The Swiss are renowned as thrifty, financially-conservative people. A new study by the University if St Gallen shows that gold now rates equally with real estate as their most preferred investment.

How well can investors expect to do out of it?

Gold price targets for 2030

Stoferle and Valek say that if global money supply growth is about the same as in the past they expect to see gold priced at about $4,800 at the end of this decade. If money supply expands faster — at the same average rate as it did in the Seventies — their model suggests a gold price of $8,900 by 2030.

Silver should do relatively even better. ‘There has rarely been a better time for the prudent and clever contrarian investors to invest in silver than now.”

However, a final word of caution… Gold has been rising strongly for some time, even reaching new all-time highs in almost all currencies. As optimism is already quite elevated, the Incrementum analysts say “the short-term upside potential is limited” and “a temporary correction would not surprise us.”

If that happens, it will be great, offering a useful opportunity to plan your buying of physical metal (bullion coins and bars), paper gold (exchange-traded funds), and the shares of precious-metals mining companies.

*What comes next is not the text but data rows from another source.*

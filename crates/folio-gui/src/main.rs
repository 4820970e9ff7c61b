//! Folio Studio - desktop entry point.

use std::io::{self, IsTerminal};

use anyhow::Context;
use clap::{ColorChoice, Parser};
use folio_gui::app::App;
use folio_gui::cli::{Cli, LogFormatArg, LogLevelArg};
use folio_gui::component::LUCIDE_FONT_BYTES;
use folio_gui::constants::{APP_NAME, APP_VERSION};
use folio_gui::logging::{LogConfig, LogFormat, init_logging};
use folio_gui::state::Settings;
use iced::{Size, window};
use tracing::level_filters::LevelFilter;

fn main() -> anyhow::Result<()> {
    let cli = Cli::parse();
    cli.color.write_global();
    init_logging(&log_config_from_cli(&cli)).context("failed to initialize logging")?;

    let settings_path = cli.config.clone().unwrap_or_else(Settings::config_path);
    let mut settings = Settings::load_from(&settings_path);
    if let Some(theme) = cli.theme {
        settings.display.theme_mode = theme.into();
    }
    if let Some(dir) = cli.assets_dir.clone() {
        settings.assets.directory = Some(dir);
    }
    let assets_dir = settings.assets.resolve_dir();

    tracing::info!(
        version = APP_VERSION,
        settings = %settings_path.display(),
        assets = %assets_dir.display(),
        "starting {APP_NAME}"
    );

    let boot = move || match App::new(settings.clone(), settings_path.clone(), assets_dir.clone())
    {
        Ok(booted) => booted,
        Err(error) => {
            tracing::error!(%error, "startup failed");
            eprintln!("error: {error}");
            std::process::exit(1);
        }
    };

    iced::application(boot, App::update, App::view)
        .title(App::title)
        .theme(App::theme)
        .subscription(App::subscription)
        .font(LUCIDE_FONT_BYTES)
        .window(window::Settings {
            size: Size::new(1280.0, 860.0),
            min_size: Some(Size::new(420.0, 600.0)),
            ..Default::default()
        })
        .run()
        .context("application exited with an error")
}

/// Build logging configuration from CLI flags with consistent precedence.
fn log_config_from_cli(cli: &Cli) -> LogConfig {
    let mut config = LogConfig {
        level_filter: cli.verbosity.tracing_level_filter(),
        ..LogConfig::default()
    };
    config.use_env_filter = !(cli.verbosity.is_present() || cli.log_level.is_some());
    if let Some(level) = cli.log_level {
        config.level_filter = match level {
            LogLevelArg::Error => LevelFilter::ERROR,
            LogLevelArg::Warn => LevelFilter::WARN,
            LogLevelArg::Info => LevelFilter::INFO,
            LogLevelArg::Debug => LevelFilter::DEBUG,
            LogLevelArg::Trace => LevelFilter::TRACE,
        };
    }
    config.format = match cli.log_format {
        LogFormatArg::Pretty => LogFormat::Pretty,
        LogFormatArg::Compact => LogFormat::Compact,
        LogFormatArg::Json => LogFormat::Json,
    };
    config.log_file = cli.log_file.clone();
    config.with_ansi = match cli.color.color {
        ColorChoice::Always => true,
        ColorChoice::Never => false,
        ColorChoice::Auto => cli.log_file.is_none() && io::stderr().is_terminal(),
    };
    config
}
//! Artwork with a placeholder.
//!
//! Shows the decoded image once it is ready; until then, or when the file
//! could not be loaded, a tinted block with an icon takes its place at the
//! same size.

use folio_core::{ImageCache, ImageStatus};
use iced::widget::{center, container, image};
use iced::{ContentFit, Element, Length, Theme};
use iced_fonts::lucide;

use crate::theme::{FolioColors, ICON_SIZE_XL};

/// Artwork for `url`, `height` pixels tall and filling the available width.
pub fn remote_image<'a, M: 'a>(
    images: &ImageCache<image::Handle>,
    url: &str,
    height: f32,
) -> Element<'a, M> {
    if let Some(handle) = images.get(url) {
        return image(handle.clone())
            .content_fit(ContentFit::Cover)
            .width(Length::Fill)
            .height(Length::Fixed(height))
            .into();
    }

    let icon = match images.status(url) {
        ImageStatus::Failed => lucide::image().size(ICON_SIZE_XL),
        ImageStatus::Pending | ImageStatus::Ready => lucide::loader().size(ICON_SIZE_XL),
    };

    container(center(icon))
        .width(Length::Fill)
        .height(Length::Fixed(height))
        .style(|theme: &Theme| {
            let folio = theme.folio();
            container::Style {
                background: Some(folio.placeholder.into()),
                text_color: Some(folio.text_muted),
                ..Default::default()
            }
        })
        .into()
}
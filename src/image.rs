use crate::ImageInfo;
use crate::PixelFormat;
use crate::error::ImageDataError;
use crate::error::UnsupportedColorType;

/// Trait for borrowing image data from a struct.
pub trait AsImageView {
	/// Get an image view for the object.
	fn as_image_view(&self) -> Result<ImageView, ImageDataError>;
}

/// Get the image info of an object that implements [`AsImageView`].
pub fn image_info(image: &impl AsImageView) -> Result<ImageInfo, ImageDataError> {
	Ok(image.as_image_view()?.info())
}

/// Borrowed view of image data.
#[derive(Debug, Copy, Clone)]
pub struct ImageView<'a> {
	info: ImageInfo,
	data: &'a [u8],
}

impl<'a> ImageView<'a> {
	/// Create a new image view from image information and a data slice.
	pub fn new(info: ImageInfo, data: &'a [u8]) -> Self {
		Self { info, data }
	}

	/// Get the image information.
	pub fn info(&self) -> ImageInfo {
		self.info
	}

	/// Get the image data as byte slice.
	pub fn data(&self) -> &[u8] {
		self.data
	}
}

impl<'a> AsImageView for ImageView<'a> {
	fn as_image_view(&self) -> Result<ImageView, ImageDataError> {
		Ok(*self)
	}
}

/// Image backed by a `Box<[u8]>`.
#[derive(Debug, Clone)]
pub struct BoxImage {
	info: ImageInfo,
	data: Box<[u8]>,
}

impl BoxImage {
	/// Create a new image from image information and a boxed slice.
	pub fn new(info: ImageInfo, data: Box<[u8]>) -> Self {
		Self { info, data }
	}

	/// Get a non-owning view of the image data.
	pub fn as_view(&self) -> ImageView {
		ImageView::new(self.info, &self.data)
	}

	/// Get the image information.
	pub fn info(&self) -> ImageInfo {
		self.info
	}

	/// Get the image data as byte slice.
	pub fn data(&self) -> &[u8] {
		&self.data
	}
}

impl AsImageView for BoxImage {
	fn as_image_view(&self) -> Result<ImageView, ImageDataError> {
		Ok(self.as_view())
	}
}

impl From<ImageView<'_>> for BoxImage {
	fn from(other: ImageView) -> Self {
		Self {
			info: other.info,
			data: other.data.into(),
		}
	}
}

impl AsImageView for image::DynamicImage {
	fn as_image_view(&self) -> Result<ImageView, ImageDataError> {
		let info = dynamic_image_info(self)?;
		Ok(ImageView::new(info, self.as_bytes()))
	}
}

impl AsImageView for image::GrayImage {
	fn as_image_view(&self) -> Result<ImageView, ImageDataError> {
		Ok(ImageView::new(ImageInfo::mono8(self.width(), self.height()), self.as_raw()))
	}
}

impl AsImageView for image::GrayAlphaImage {
	fn as_image_view(&self) -> Result<ImageView, ImageDataError> {
		Ok(ImageView::new(ImageInfo::mono_alpha8(self.width(), self.height()), self.as_raw()))
	}
}

impl AsImageView for image::RgbImage {
	fn as_image_view(&self) -> Result<ImageView, ImageDataError> {
		Ok(ImageView::new(ImageInfo::rgb8(self.width(), self.height()), self.as_raw()))
	}
}

impl AsImageView for image::RgbaImage {
	fn as_image_view(&self) -> Result<ImageView, ImageDataError> {
		Ok(ImageView::new(ImageInfo::rgba8(self.width(), self.height()), self.as_raw()))
	}
}

/// Extract the [`ImageInfo`] from an [`image::DynamicImage`].
fn dynamic_image_info(image: &image::DynamicImage) -> Result<ImageInfo, ImageDataError> {
	let pixel_format = match image.color() {
		image::ColorType::L8    => PixelFormat::Mono8,
		image::ColorType::La8   => PixelFormat::MonoAlpha8,
		image::ColorType::Rgb8  => PixelFormat::Rgb8,
		image::ColorType::Rgba8 => PixelFormat::Rgba8,
		other => return Err(UnsupportedColorType { color_type: format!("{:?}", other) }.into()),
	};

	use image::GenericImageView;
	let (width, height) = image.dimensions();
	Ok(ImageInfo::new(pixel_format, width, height))
}

#[cfg(test)]
mod test {
	use super::*;
	use assert2::assert;
	use assert2::let_assert;

	#[test]
	fn rgb_buffer_as_image_view() {
		let buffer = image::RgbImage::from_pixel(4, 2, image::Rgb([1, 2, 3]));
		let_assert!(Ok(view) = buffer.as_image_view());
		assert!(view.info() == ImageInfo::rgb8(4, 2));
		assert!(view.data().len() == 4 * 2 * 3);
	}

	#[test]
	fn dynamic_image_as_image_view() {
		let buffer = image::GrayImage::from_pixel(3, 5, image::Luma([7]));
		let image = image::DynamicImage::ImageLuma8(buffer);
		let_assert!(Ok(view) = image.as_image_view());
		assert!(view.info().pixel_format == PixelFormat::Mono8);
		assert!(view.info().width == 3);
		assert!(view.info().height == 5);
	}

	#[test]
	fn sixteen_bit_images_are_rejected() {
		let buffer = image::ImageBuffer::<image::Rgb<u16>, _>::new(2, 2);
		let image = image::DynamicImage::ImageRgb16(buffer);
		let_assert!(Err(ImageDataError::UnsupportedColorType(error)) = image.as_image_view());
		assert!(error.color_type == "Rgb16");
	}

	#[test]
	fn box_image_round_trip() {
		let info = ImageInfo::mono8(2, 2);
		let image = BoxImage::new(info, Box::new([0, 1, 2, 3]));
		let_assert!(Ok(view) = image.as_image_view());
		assert!(view.info() == info);
		assert!(view.data() == [0, 1, 2, 3]);
	}
}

Update on SID: the Self-Inflicted Disaster

It’s becoming increasingly clear that what I call SID – the Self-Inflicted Disaster of anti-pandemic policies – is a terrible price the world is paying, in terms of consequent unnecessary deaths, destruction of businesses and human suffering.

Most people are not yet aware of this because of the media obsession with the mounting numbers of deaths blamed on the virus. Those deaths, sad as they are, are almost never placed in perspective – relative to population, relative to infection/death ratios of other countries, relative to mortality from other infections such as influenza.

Here are some examples:

► Although Covid-19 is now blamed for fewer than half a million deaths worldwide. A wave of common influenza killed 1½ million in 2017-18. I don’t remember governments in a panic shutting down their economies then.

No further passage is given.